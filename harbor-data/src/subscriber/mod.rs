use self::{
    mapper::{SubscriptionMapper, WebSocketSubMapper},
    validator::SubscriptionValidator,
};
use crate::{
    Identifier,
    exchange::Connector,
    instrument::InstrumentData,
    subscription::{Map, Subscription, SubscriptionKind, SubscriptionMeta},
};
use async_trait::async_trait;
use futures::SinkExt;
use harbor_integration::{
    error::SocketError,
    protocol::websocket::{WebSocket, WsMessage, connect},
};
use serde::{Deserialize, Serialize};
use std::fmt::Debug;
use tracing::debug;

/// [`SubscriptionMapper`] implementations defining how to map a collection of Harbor
/// [`Subscription`]s into venue specific [`SubscriptionMeta`].
pub mod mapper;

/// [`SubscriptionValidator`] implementations defining how to validate actioned
/// [`Subscription`]s were successful.
pub mod validator;

/// Defines how to connect to a socket and subscribe to market data streams.
#[async_trait]
pub trait Subscriber {
    type SubMapper: SubscriptionMapper;

    async fn subscribe<Exchange, Instrument, Kind>(
        subscriptions: &[Subscription<Exchange, Instrument, Kind>],
    ) -> Result<Subscribed<Instrument::Key>, SocketError>
    where
        Exchange: Connector + Send + Sync,
        Kind: SubscriptionKind + Send + Sync,
        Instrument: InstrumentData,
        Subscription<Exchange, Instrument, Kind>:
            Identifier<Exchange::Channel> + Identifier<Exchange::Market>;
}

#[derive(Debug)]
pub struct Subscribed<InstrumentKey> {
    pub websocket: WebSocket,
    pub map: Map<InstrumentKey>,
    /// Data frames consumed during subscription validation, replayed into the transformer so no
    /// update is lost between subscribe and stream start.
    pub buffered_websocket_events: Vec<WsMessage>,
}

/// Standard [`Subscriber`] for [`WebSocket`]s suitable for most venues.
#[derive(Copy, Clone, Eq, PartialEq, Ord, PartialOrd, Hash, Debug, Deserialize, Serialize)]
pub struct WebSocketSubscriber;

#[async_trait]
impl Subscriber for WebSocketSubscriber {
    type SubMapper = WebSocketSubMapper;

    async fn subscribe<Exchange, Instrument, Kind>(
        subscriptions: &[Subscription<Exchange, Instrument, Kind>],
    ) -> Result<Subscribed<Instrument::Key>, SocketError>
    where
        Exchange: Connector + Send + Sync,
        Kind: SubscriptionKind + Send + Sync,
        Instrument: InstrumentData,
        Subscription<Exchange, Instrument, Kind>:
            Identifier<Exchange::Channel> + Identifier<Exchange::Market>,
    {
        // Define variables for logging ergonomics
        let exchange = Exchange::ID;
        let url = Exchange::url()?;
        debug!(%exchange, %url, ?subscriptions, "subscribing to WebSocket");

        // Connect to venue
        let mut websocket = connect(url).await?;
        debug!(%exchange, ?subscriptions, "connected to WebSocket");

        // Map &[Subscription<Exchange, Kind>] to SubscriptionMeta
        let SubscriptionMeta {
            instrument_map,
            ws_subscriptions,
        } = Self::SubMapper::map::<Exchange, Instrument, Kind>(subscriptions);

        // Send Subscriptions over WebSocket
        for subscription in ws_subscriptions {
            debug!(%exchange, payload = ?subscription, "sending venue subscription");
            websocket
                .send(subscription)
                .await
                .map_err(|error| SocketError::WebSocket(Box::new(error)))?;
        }

        // Validate Subscription responses, buffering any early data frames
        let (map, buffered_websocket_events) = Exchange::SubValidator::validate::<
            Exchange,
            Instrument::Key,
            Kind,
        >(instrument_map, &mut websocket)
        .await?;

        debug!(%exchange, "successfully initialised WebSocket stream with confirmed Subscriptions");
        Ok(Subscribed {
            websocket,
            map,
            buffered_websocket_events,
        })
    }
}
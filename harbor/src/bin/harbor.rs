use clap::{Parser, Subcommand};
use harbor::{
    config::{BacktestConfig, DataSource, DataType},
    data::{
        DataHandler,
        csv::{CsvCandleData, CsvTradeData},
    },
    engine::Engine,
    strategy::load_strategy,
};
use harbor_instrument::{MarketKey, pair::Pair};
use std::{path::PathBuf, process::ExitCode};
use tracing::{error, info};

/// Harbor backtester command line interface.
#[derive(Debug, Parser)]
#[command(name = "harbor", version, about = "Harbor event-driven backtester")]
struct Cli {
    #[command(subcommand)]
    command: Command,
}

#[derive(Debug, Subcommand)]
enum Command {
    /// Validate a backtest config and run it to completion.
    Run {
        /// Path to the backtest JSON config document.
        config: PathBuf,
    },
    /// Validate a backtest config without running it.
    Check {
        /// Path to the backtest JSON config document.
        config: PathBuf,
    },
}

fn main() -> ExitCode {
    tracing_subscriber::fmt()
        .with_env_filter(
            tracing_subscriber::EnvFilter::try_from_default_env()
                .unwrap_or_else(|_| tracing_subscriber::EnvFilter::new("info")),
        )
        .init();

    let cli = Cli::parse();
    let result = match cli.command {
        Command::Run { config } => run(config),
        Command::Check { config } => check(config).map(|_| ()),
    };

    match result {
        Ok(()) => ExitCode::SUCCESS,
        Err(error) => {
            error!(%error, "harbor exited with a hard error");
            ExitCode::FAILURE
        }
    }
}

fn check(path: PathBuf) -> Result<BacktestConfig, Box<dyn std::error::Error>> {
    let contents = std::fs::read_to_string(&path)
        .map_err(|error| format!("failed to read config {}: {error}", path.display()))?;
    let config: BacktestConfig = serde_json::from_str(&contents)?;

    let strategy = load_strategy(&config.strategy_settings)?;
    config.validate(strategy.requires_exchange_level_funding())?;

    info!(nickname = %config.nickname, "backtest config is valid");
    Ok(config)
}

fn run(path: PathBuf) -> Result<(), Box<dyn std::error::Error>> {
    let config = check(path)?;
    let strategy = load_strategy(&config.strategy_settings)?;

    let feeds = build_feeds(&config)?;
    let mut engine = Engine::new(config, feeds, strategy)?;
    engine.run()?;

    engine.statistics().summary_table().printstd();
    Ok(())
}

fn build_feeds(
    config: &BacktestConfig,
) -> Result<Vec<Box<dyn DataHandler>>, Box<dyn std::error::Error>> {
    let DataSource::Csv { path } = &config.data_settings.source else {
        return Err(
            "only csv data sources are wired into the CLI; api/database/live sources require \
             service deployment"
                .into(),
        );
    };

    let interval = config.data_settings.interval;
    let mut feeds: Vec<Box<dyn DataHandler>> = Vec::new();
    for settings in &config.currency_settings {
        let key = MarketKey::new(
            settings.venue,
            settings.asset,
            Pair::new(settings.base.clone(), settings.quote.clone()),
        );

        // A single market reads the path directly; multiple markets read per-market files
        // under the path directory (eg/ btcusdt.csv)
        let market_path = if config.currency_settings.len() == 1 {
            path.clone()
        } else {
            path.join(format!("{}{}.csv", settings.base, settings.quote))
        };

        match config.data_settings.data_type {
            DataType::Candle => {
                feeds.push(Box::new(CsvCandleData::new(key, interval, market_path)))
            }
            DataType::Trade => feeds.push(Box::new(CsvTradeData::new(key, interval, market_path))),
        }
    }
    Ok(feeds)
}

* [Action item] Using the records above, output exactly the lines from the first through the line that contains "for most venues.", with both of those included.

* [Answer box]
filename harbor-data/src/subscriber/mod.rs
use self::{
    mapper::{SubscriptionMapper, WebSocketSubMapper},
    validator::SubscriptionValidator,
};
use crate::{
    Identifier,
    exchange::Connector,
    instrument::InstrumentData,
    subscription::{Map, Subscription, SubscriptionKind, SubscriptionMeta},
};
use async_trait::async_trait;
use futures::SinkExt;
use harbor_integration::{
    error::SocketError,
    protocol::websocket::{WebSocket, WsMessage, connect},
};
use serde::{Deserialize, Serialize};
use std::fmt::Debug;
use tracing::debug;

/// [`SubscriptionMapper`] implementations defining how to map a collection of Harbor
/// [`Subscription`]s into venue specific [`SubscriptionMeta`].
pub mod mapper;

/// [`SubscriptionValidator`] implementations defining how to validate actioned
/// [`Subscription`]s were successful.
pub mod validator;

/// Defines how to connect to a socket and subscribe to market data streams.
#[async_trait]
pub trait Subscriber {
    type SubMapper: SubscriptionMapper;

    async fn subscribe<Exchange, Instrument, Kind>(
        subscriptions: &[Subscription<Exchange, Instrument, Kind>],
    ) -> Result<Subscribed<Instrument::Key>, SocketError>
    where
        Exchange: Connector + Send + Sync,
        Kind: SubscriptionKind + Send + Sync,
        Instrument: InstrumentData,
        Subscription<Exchange, Instrument, Kind>:
            Identifier<Exchange::Channel> + Identifier<Exchange::Market>;
}

#[derive(Debug)]
pub struct Subscribed<InstrumentKey> {
    pub websocket: WebSocket,
    pub map: Map<InstrumentKey>,
    /// Data frames consumed during subscription validation, replayed into the transformer so no
    /// update is lost between subscribe and stream start.
    pub buffered_websocket_events: Vec<WsMessage>,
}

/// Standard [`Subscriber`] for [`WebSocket`]s suitable for most venues.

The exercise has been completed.